У моей мамы был брат Аркадий. На два года младше её. По рассказам мамы, был он необычайно красив, с большими, глубокими, не по-детски серьёзными глазами, обрамлёнными густыми тёмными ресницами. Глаза так хороши, что взрослые обманом, украдкой заставляли ребёнка посмотреть вверх, любуясь его взглядом. Только улыбаться он не любил.

Малыш редко беспокоил родителей, играя в своём уголке бумажными лошадками и коровками, которые вырезала ему сестра из старых тетрадок. Однажды — ему было тогда 3 года — он вдруг подошёл, держа в руках газету: «Папа, мама! Тут написано „Иван“, а никакого Ивана нет». Тут же выяснилось, что он читает и другие слова, а научила его читать пятилетняя сестра.

А те коровки, лошадки и прочая бумажная «живность» перешли и в моё детство. Мама моя, совершенно не умевшая рисовать, вырезала их из чистого бумажного листа мастерски, не пользуясь карандашом и почти не глядя на ножницы. И даже внукам присылала она вместе с письмами эти произведения искусства, которые и мои малыши любили больше магазинных игрушек. Лишь самый младший, наш Ники, не видел их: его бабушка умерла, когда ему шёл второй год, но именно он по каким-то генетическим каналам унаследовал эту любовь и, главное, умение вырезать без наброска всевозможные фигурки и ежедневно «изводит» множество бумаги…

Село стояло на болоте, и прямо за школой, в которой они и жили, были копани — рукотворные ямы, из которых добывали торф. Копани эти заполнялись болотной водой, переходящей в трясину. Однажды родители застали маленького сына играющим на краю копани. Испугавшись, долго внушали ему, как это опасно: «Там глубоко, ты можешь упасть, утонуть, умереть». «Ну что ж, — возразил спокойно мальчик, — я уже довольно пожил». Было ему в ту пору 6 лет.

Года через два после случая с копанями он снова напугал родителей, заболев какой-то очень тяжёлой кишечной инфекцией. Надежды на выздоровление не было, по словам приехавшего доктора. Ребёнок бредил, температура зашкаливала за последнюю цифру ртутного столбика. И вдруг, очнувшись на миг, мальчик попросил… огурец. Это было безумием, но мать огурец дала, рассудив, что хуже не будет, всё равно умирает. А он съел огурец — и выздоровел. Видно, Господь берёг его жизнь для более важной цели.

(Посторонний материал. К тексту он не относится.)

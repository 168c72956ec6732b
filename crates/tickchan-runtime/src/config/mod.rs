//! Event loop configuration
//!
//! Provides compile-time defaults with runtime environment overrides.
//!
//! # Configuration Priority (highest wins)
//!
//! 1. Builder calls on the returned value
//! 2. Environment variables (runtime)
//! 3. Library defaults (`defaults`)
//!
//! # Example
//!
//! ```rust,ignore
//! use tickchan_runtime::config::LoopConfig;
//!
//! // Use defaults with env overrides
//! let config = LoopConfig::from_env();
//!
//! // Or customize programmatically
//! let config = LoopConfig::from_env()
//!     .idle_sleep(Duration::ZERO)
//!     .max_ticks(10_000);
//! ```

pub mod defaults;

use std::time::Duration;

use tickchan_core::env::{env_get, env_get_bool, env_get_micros};
use tickchan_core::kprintln;

use crate::error::LoopError;

/// Event loop configuration with builder pattern.
#[derive(Debug, Clone, PartialEq, Eq)]
pub struct LoopConfig {
    /// Sleep after a tick that made no progress (zero yields instead)
    pub idle_sleep: Duration,
    /// Capacity of the `Remote` injection queue
    pub remote_queue_capacity: usize,
    /// Stop `run()` after this many ticks (0 = unbounded)
    pub max_ticks: u64,
    /// Raise the log level to debug when the loop is created
    pub debug_logging: bool,
}

impl Default for LoopConfig {
    fn default() -> Self {
        Self::from_env()
    }
}

impl LoopConfig {
    /// Create config from compile-time defaults with environment overrides.
    ///
    /// Environment variables (all optional):
    /// - `TCH_IDLE_SLEEP_US` - Idle sleep in microseconds
    /// - `TCH_REMOTE_QUEUE_CAPACITY` - Remote injection queue size
    /// - `TCH_MAX_TICKS` - Tick limit for `run()` (0 = unbounded)
    /// - `TCH_DEBUG` - Enable debug logging (0/1)
    pub fn from_env() -> Self {
        Self {
            idle_sleep: env_get_micros(
                "TCH_IDLE_SLEEP_US",
                Duration::from_micros(defaults::IDLE_SLEEP_US),
            ),
            remote_queue_capacity: env_get(
                "TCH_REMOTE_QUEUE_CAPACITY",
                defaults::REMOTE_QUEUE_CAPACITY,
            ),
            max_ticks: env_get("TCH_MAX_TICKS", defaults::MAX_TICKS),
            debug_logging: env_get_bool("TCH_DEBUG", defaults::DEBUG_LOGGING),
        }
    }

    /// Create config with explicit defaults (no env override).
    /// Useful for testing or when you want full control.
    pub fn new() -> Self {
        Self {
            idle_sleep: Duration::from_micros(defaults::IDLE_SLEEP_US),
            remote_queue_capacity: defaults::REMOTE_QUEUE_CAPACITY,
            max_ticks: defaults::MAX_TICKS,
            debug_logging: defaults::DEBUG_LOGGING,
        }
    }

    // Builder methods

    pub fn idle_sleep(mut self, d: Duration) -> Self {
        self.idle_sleep = d;
        self
    }

    pub fn remote_queue_capacity(mut self, cap: usize) -> Self {
        self.remote_queue_capacity = cap;
        self
    }

    pub fn max_ticks(mut self, n: u64) -> Self {
        self.max_ticks = n;
        self
    }

    pub fn debug_logging(mut self, enable: bool) -> Self {
        self.debug_logging = enable;
        self
    }

    /// Validate configuration and return errors if invalid.
    pub fn validate(&self) -> Result<(), LoopError> {
        if self.remote_queue_capacity == 0 {
            return Err(LoopError::InvalidConfig("remote_queue_capacity must be > 0"));
        }
        Ok(())
    }

    /// Print configuration (for debugging)
    pub fn print(&self) {
        kprintln!("tickchan loop configuration:");
        kprintln!("  idle_sleep:             {:?}", self.idle_sleep);
        kprintln!("  remote_queue_capacity:  {}", self.remote_queue_capacity);
        kprintln!("  max_ticks:              {}", self.max_ticks);
        kprintln!("  debug_logging:          {}", self.debug_logging);
    }
}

В семейном архиве сохранилась единственная его фотография. Да она и была, наверное, одна. Это сейчас жизнь ребёнка запечатлевается в цветных фото и видеосъёмках со дня рождения, а в те далёкие двадцатые-тридцатые годы поход, а тем более поездка в фотоателье были неслыханной роскошью. Был он необычайно талантлив, мечтал стать актёром, и в 16 лет — семья после смерти отца перебралась в родовое гнездо в Курск — уже работал электромонтёром в Курском драматическом театре, выходил на сцену в эпизодических ролях. Незадолго перед войной в Курске гастролировал один их ленинградских театров. Молодого электромонтёра заметили и оценили и даже позвали с собой в Ленинград. Но он ещё не закончил школу.